CMSIS-DSP/ComputeGraph

Compute Graph for streaming with CMSIS-DSP

Introduction

Embedded systems are often used to implement streaming solutions : the software is processing and / or generating stream of samples. The software is made of components that have no concept of streams : they are working with buffers. As a consequence, implementing a streaming solution is forcing the developer to think about scheduling questions, FIFO sizing etc ...

The CMSIS-DSP compute graph is a low overhead solution to this problem : it makes it easier to build streaming solutions by connecting components and computing a scheduling at build time. The use of C++ template also enables the compiler to have more information about the components for better code generation.
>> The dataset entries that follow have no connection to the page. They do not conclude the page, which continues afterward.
//! Pre-flight validation and tip-holder autoselection.
//!
//! [`Validator::validate`] runs five checks in a fixed order and stops at the first
//! failure:
//!
//! 1. reference resolution (ids exist, types and positions fit the operation)
//! 2. tip state on the pipettor and on explicitly named holders
//! 3. content capacity of every source and destination item
//! 4. per-trip volume against the tip capacity
//! 5. autoselect feasibility for tip picks, returns and tip changes
//!
//! Nothing here mutates the deck or talks to the actuator. Autoselect works on a
//! [`TipLedger`], a private copy of one pipette holder, so the planner can choose
//! holders for a whole operation ahead of execution.

use std::collections::{BTreeMap, HashSet};
use std::fmt;

use serde::Serialize;

use crate::engine::planner::tip_change_count;
use crate::error::{AppResult, PipettorError, ValidationFailure, ValidationReason};
use crate::labware::{
    ContentMap, Deck, GridPos, ItemAddress, Labware, LabwareId, LabwareType, VOLUME_TOLERANCE,
};
use crate::operation::{LabwareRef, Operation};
use crate::pipettor::{PipettorState, TIP_VOLUME_TOLERANCE};

/// Which way a tip moves between the head and a holder.
#[derive(Debug, Clone, Copy, PartialEq, Eq, Serialize)]
#[serde(rename_all = "snake_case")]
pub enum TipAction {
    Pick,
    Return,
}

impl TipAction {
    /// The holder flag a position needs before this action.
    pub fn required_flag(self) -> bool {
        match self {
            TipAction::Pick => false,
            TipAction::Return => true,
        }
    }

    /// The holder flag after this action.
    pub fn resulting_flag(self) -> bool {
        !self.required_flag()
    }
}

impl fmt::Display for TipAction {
    fn fmt(&self, f: &mut fmt::Formatter<'_>) -> fmt::Result {
        match self {
            TipAction::Pick => f.write_str("pick tips"),
            TipAction::Return => f.write_str("return tips"),
        }
    }
}
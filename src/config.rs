//! Configuration using Figment
//!
//! Strongly-typed configuration for the pipettor engine. Configuration is loaded from:
//! 1. a TOML file (base configuration, `config/pipettor.toml` by default)
//! 2. environment variables prefixed with `PIPETTOR_`, nested with `__`
//!
//! Every field has a default, so a missing file yields a working single-channel setup.
//!
//! # Example
//! ```no_run
//! use pipettor_plus::config::PipettorConfig;
//!
//! let config = PipettorConfig::load()?;
//! println!("Tip capacity: {} µl", config.tip_capacity());
//! # Ok::<(), figment::Error>(())
//! ```
//!
//! Environment override: `PIPETTOR_PLANNING__MAX_BATCH_SIZE=3`.

use figment::{
    providers::{Env, Format, Serialized, Toml},
    Figment,
};
use serde::{Deserialize, Serialize};
use std::path::Path;

use crate::hardware::{MovementSpeed, PistonSpeed};
use crate::validation::{is_in_range, is_not_empty};

/// Channels on a multi-channel head.
pub const CHANNELS_IN_MULTI: usize = 8;
/// Default upper bound on targets served by one bulk aspirate or dispense.
pub const MAX_BATCH_SIZE: usize = 5;
/// Lowest reachable Z position, mm.
pub const Z_MAX: f64 = 103.0;
/// Supported tip volumes, µl.
pub const TIP_VOLUMES: [f64; 2] = [200.0, 1000.0];

/// Top-level configuration
#[derive(Debug, Clone, Default, Serialize, Deserialize)]
pub struct PipettorConfig {
    /// Application settings
    #[serde(default)]
    pub application: ApplicationConfig,
    /// Pipettor head settings
    #[serde(default)]
    pub pipettor: PipettorSettings,
    /// Default actuator speeds applied at connection time
    #[serde(default)]
    pub speeds: SpeedSettings,
    /// Planner limits
    #[serde(default)]
    pub planning: PlanningSettings,
    /// Device driver settings
    #[serde(default)]
    pub driver: DriverSettings,
}

/// Application-level configuration
#[derive(Debug, Clone, Serialize, Deserialize)]
pub struct ApplicationConfig {
    /// Application name
    #[serde(default = "default_name")]
    pub name: String,
    /// Logging level (trace, debug, info, warn, error)
    #[serde(default = "default_log_level")]
    pub log_level: String,
    /// Log output format (pretty, compact, json)
    #[serde(default = "default_log_format")]
    pub log_format: String,
}

/// Pipettor head configuration
#[derive(Debug, Clone, Serialize, Deserialize)]
pub struct PipettorSettings {
    /// Tip volume in µl (200 or 1000)
    #[serde(default = "default_tip_volume")]
    pub tip_volume: f64,
    /// Multi-channel head
    #[serde(default)]
    pub multichannel: bool,
    /// Channels on a multi-channel head
    #[serde(default = "default_channels_in_multi")]
    pub channels_in_multi: usize,
    /// Tip length override in mm; derived from the tip volume when absent
    #[serde(default)]
    pub tip_length: Option<f64>,
    /// Lowest reachable Z, mm
    #[serde(default = "default_z_max")]
    pub z_max: f64,
    /// Approach aspirate targets with liquid-surface detection (single-channel only)
    #[serde(default)]
    pub surface_detection: bool,
    /// Distance kept above a detected surface, mm
    #[serde(default = "default_surface_distance")]
    pub surface_distance: f64,
}

/// Actuator speed defaults
#[derive(Debug, Clone, Serialize, Deserialize)]
pub struct SpeedSettings {
    /// X speed (1-9)
    #[serde(default = "default_xy_speed")]
    pub x: u8,
    /// Y speed (1-9)
    #[serde(default = "default_xy_speed")]
    pub y: u8,
    /// Z speed (1-9)
    #[serde(default = "default_z_speed")]
    pub z: u8,
    /// Piston inward speed (1-6)
    #[serde(default = "default_piston_speed")]
    pub aspirate: u8,
    /// Piston outward speed (1-6)
    #[serde(default = "default_piston_speed")]
    pub dispense: u8,
}

/// Planner configuration
#[derive(Debug, Clone, Serialize, Deserialize)]
pub struct PlanningSettings {
    /// Default batch limit for new operations
    #[serde(default = "default_max_batch_size")]
    pub max_batch_size: usize,
}

/// Driver configuration
#[derive(Debug, Clone, Serialize, Deserialize)]
pub struct DriverSettings {
    /// Per-command timeout in milliseconds
    #[serde(default = "default_command_timeout")]
    pub command_timeout_ms: u64,
}

// Default value functions
fn default_name() -> String {
    "pipettor-plus".to_string()
}

fn default_log_level() -> String {
    "info".to_string()
}

fn default_log_format() -> String {
    "pretty".to_string()
}

fn default_tip_volume() -> f64 {
    1000.0
}

fn default_channels_in_multi() -> usize {
    CHANNELS_IN_MULTI
}

fn default_z_max() -> f64 {
    Z_MAX
}

fn default_surface_distance() -> f64 {
    2.0
}

fn default_xy_speed() -> u8 {
    MovementSpeed::DEFAULT_XY.get()
}

fn default_z_speed() -> u8 {
    MovementSpeed::DEFAULT_Z.get()
}

fn default_piston_speed() -> u8 {
    PistonSpeed::DEFAULT.get()
}

fn default_max_batch_size() -> usize {
    MAX_BATCH_SIZE
}

fn default_command_timeout() -> u64 {
    30_000
}

impl Default for ApplicationConfig {
    fn default() -> Self {
        Self {
            name: default_name(),
            log_level: default_log_level(),
            log_format: default_log_format(),
        }
    }
}

impl Default for PipettorSettings {
    fn default() -> Self {
        Self {
            tip_volume: default_tip_volume(),
            multichannel: false,
            channels_in_multi: default_channels_in_multi(),
            tip_length: None,
            z_max: default_z_max(),
            surface_detection: false,
            surface_distance: default_surface_distance(),
        }
    }
}

impl Default for SpeedSettings {
    fn default() -> Self {
        Self {
            x: default_xy_speed(),
            y: default_xy_speed(),
            z: default_z_speed(),
            aspirate: default_piston_speed(),
            dispense: default_piston_speed(),
        }
    }
}

impl Default for PlanningSettings {
    fn default() -> Self {
        Self {
            max_batch_size: default_max_batch_size(),
        }
    }
}

impl Default for DriverSettings {
    fn default() -> Self {
        Self {
            command_timeout_ms: default_command_timeout(),
        }
    }
}

impl PipettorConfig {
    /// Load configuration from config/pipettor.toml and environment variables
    pub fn load() -> Result<Self, figment::Error> {
        Self::load_from("config/pipettor.toml")
    }

    /// Load configuration from a specific file path
    pub fn load_from<P: AsRef<Path>>(path: P) -> Result<Self, figment::Error> {
        Figment::from(Serialized::defaults(PipettorConfig::default()))
            .merge(Toml::file(path.as_ref()))
            .merge(Env::prefixed("PIPETTOR_").split("__"))
            .extract()
    }

    /// Validate configuration after loading
    pub fn validate(&self) -> Result<(), String> {
        let valid_levels = ["trace", "debug", "info", "warn", "error"];
        if !valid_levels.contains(&self.application.log_level.as_str()) {
            return Err(format!(
                "Invalid log_level '{}'. Must be one of: {}",
                self.application.log_level,
                valid_levels.join(", ")
            ));
        }

        let valid_formats = ["pretty", "compact", "json"];
        if !valid_formats.contains(&self.application.log_format.as_str()) {
            return Err(format!(
                "Invalid log_format '{}'. Must be one of: {}",
                self.application.log_format,
                valid_formats.join(", ")
            ));
        }

        is_not_empty(&self.application.name).map_err(|e| format!("application.name {e}"))?;

        let pipettor = &self.pipettor;
        if !TIP_VOLUMES.contains(&pipettor.tip_volume) {
            return Err(format!(
                "Invalid tip_volume {}. Must be 200 or 1000",
                pipettor.tip_volume
            ));
        }
        if pipettor.multichannel && pipettor.tip_volume != 1000.0 {
            return Err("Multi-channel heads only take 1000 µl tips".to_string());
        }
        if pipettor.multichannel && pipettor.channels_in_multi < 2 {
            return Err(format!(
                "Invalid channels_in_multi {}. A multi-channel head has at least 2 channels",
                pipettor.channels_in_multi
            ));
        }
        if pipettor.multichannel && pipettor.surface_detection {
            return Err("Surface detection needs a tip sensor, single-channel only".to_string());
        }
        if pipettor.z_max <= 0.0 {
            return Err(format!("Invalid z_max {}. Must be positive", pipettor.z_max));
        }
        if let Some(length) = pipettor.tip_length {
            if length < 0.0 {
                return Err(format!("Invalid tip_length {length}. Must not be negative"));
            }
        }

        for (axis, speed) in [
            ("x", self.speeds.x),
            ("y", self.speeds.y),
            ("z", self.speeds.z),
        ] {
            is_in_range(speed, MovementSpeed::MIN..=MovementSpeed::MAX)
                .map_err(|e| format!("speeds.{axis} {e}"))?;
        }
        for (direction, speed) in [
            ("aspirate", self.speeds.aspirate),
            ("dispense", self.speeds.dispense),
        ] {
            is_in_range(speed, PistonSpeed::MIN..=PistonSpeed::MAX)
                .map_err(|e| format!("speeds.{direction} {e}"))?;
        }

        if self.planning.max_batch_size == 0 {
            return Err("planning.max_batch_size must be at least 1".to_string());
        }
        if self.driver.command_timeout_ms == 0 {
            return Err("driver.command_timeout_ms must be positive".to_string());
        }

        Ok(())
    }

    /// Channels driven in lock-step.
    pub fn channel_count(&self) -> usize {
        if self.pipettor.multichannel {
            self.pipettor.channels_in_multi
        } else {
            1
        }
    }

    /// Per-tip capacity in µl.
    pub fn tip_capacity(&self) -> f64 {
        self.pipettor.tip_volume
    }

    /// Tip length in mm: the override, or the standard length for the tip volume.
    pub fn tip_length(&self) -> f64 {
        self.pipettor
            .tip_length
            .unwrap_or(if self.pipettor.tip_volume <= 200.0 { 38.0 } else { 90.0 })
    }

    /// Piston motor steps per µl for the configured head and tip.
    pub fn steps_per_ul(&self) -> f64 {
        if self.pipettor.multichannel {
            0.2
        } else if self.pipettor.tip_volume <= 200.0 {
            2.0
        } else {
            0.4
        }
    }
}

#[cfg(test)]
mod tests {
    use super::*;
    use std::io::Write;

    #[test]
    fn defaults_are_valid() {
        let config = PipettorConfig::default();
        assert!(config.validate().is_ok());
        assert_eq!(config.channel_count(), 1);
        assert_eq!(config.tip_capacity(), 1000.0);
        assert_eq!(config.tip_length(), 90.0);
        assert_eq!(config.planning.max_batch_size, 5);
    }

    #[test]
    fn rejects_multichannel_small_tips() {
        let mut config = PipettorConfig::default();
        config.pipettor.multichannel = true;
        config.pipettor.tip_volume = 200.0;
        assert!(config.validate().unwrap_err().contains("1000"));
    }

    #[test]
    fn rejects_out_of_range_speeds() {
        let mut config = PipettorConfig::default();
        config.speeds.aspirate = 7;
        assert!(config.validate().unwrap_err().contains("speeds.aspirate"));

        let mut config = PipettorConfig::default();
        config.speeds.z = 0;
        assert!(config.validate().unwrap_err().contains("speeds.z"));
    }

    #[test]
    fn rejects_unknown_log_level() {
        let mut config = PipettorConfig::default();
        config.application.log_level = "verbose".to_string();
        assert!(config.validate().is_err());
    }

    #[test]
    fn derived_values_follow_tip_and_head() {
        let mut config = PipettorConfig::default();
        config.pipettor.tip_volume = 200.0;
        assert_eq!(config.tip_length(), 38.0);
        assert_eq!(config.steps_per_ul(), 2.0);

        config.pipettor.tip_volume = 1000.0;
        config.pipettor.multichannel = true;
        assert_eq!(config.channel_count(), 8);
        assert_eq!(config.steps_per_ul(), 0.2);

        config.pipettor.tip_length = Some(80.0);
        assert_eq!(config.tip_length(), 80.0);
    }

    #[test]
    fn loads_partial_file_over_defaults() {
        let mut file = tempfile::NamedTempFile::new().unwrap();
        writeln!(
            file,
            "[pipettor]\ntip_volume = 200.0\n\n[planning]\nmax_batch_size = 3"
        )
        .unwrap();

        let config = PipettorConfig::load_from(file.path()).unwrap();
        assert_eq!(config.pipettor.tip_volume, 200.0);
        assert_eq!(config.planning.max_batch_size, 3);
        assert_eq!(config.speeds.x, 8);
        assert!(config.validate().is_ok());
    }

    #[test]
    fn bundled_file_sets_only_known_keys() {
        let path = Path::new(env!("CARGO_MANIFEST_DIR")).join("config/pipettor.toml");
        let bundled: toml::Table = toml::from_str(&std::fs::read_to_string(&path).unwrap()).unwrap();
        let config = PipettorConfig::load_from(&path).unwrap();
        assert!(config.validate().is_ok());

        let known = toml::Value::try_from(&config).unwrap();
        for (section, values) in &bundled {
            for key in values.as_table().unwrap().keys() {
                assert!(
                    known[section.as_str()].get(key).is_some(),
                    "unknown key {section}.{key}"
                );
            }
        }
    }

    #[test]
    fn missing_file_yields_defaults() {
        let config = PipettorConfig::load_from("does/not/exist.toml").unwrap();
        assert_eq!(config.application.name, "pipettor-plus");
    }
}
A dataflow graph is a representation of how compute blocks are connected to implement a streaming processing.

Here is an example with 3 nodes:

• A source
• A filter
• A sink

Each node is producing and consuming some amount of samples. For instance, the source node is producing 5 samples each time it is run. The filter node is consuming 7 samples each time it is run.

The FIFOs lengths are represented on each edge of the graph : 11 samples for the leftmost FIFO and 5 for the other one.

In blue, the amount of samples generated or consumed by a node each time it is called.

When the processing is applied to a stream of samples then the problem to solve is :

how the blocks must be scheduled and the FIFOs connecting the block dimensioned

The general problem can be very difficult. But, if some constraints are applied to the graph then some algorithms can compute a static schedule.

When the following constraints are satisfied we say we have a Synchronous Dataflow Graph:

• Static graph : graph topology is not changing
• Each node is always consuming and producing the same number of samples

In CMSIS-DSP, we are naming this a static flow.

The CMSIS-DSP Compute Graph Tools are a set of Python scripts and C++ classes with following features:

• A compute graph and its static flow can be described in Python
• The Python script will compute a static schedule and the FIFOs size
• A static schedule is:
  • A periodic sequence of functions calls
  • A periodic execution where the FIFOs remain bounded
  • A periodic execution with no deadlock : when a node is run there is enough data available to run it
• The Python script will generate a Graphviz representation of the graph
• The Python script will generate a C++ implementation of the static schedule
• The Python script can also generate a Python implementation of the static schedule (for use with the CMSIS-DSP Python wrapper)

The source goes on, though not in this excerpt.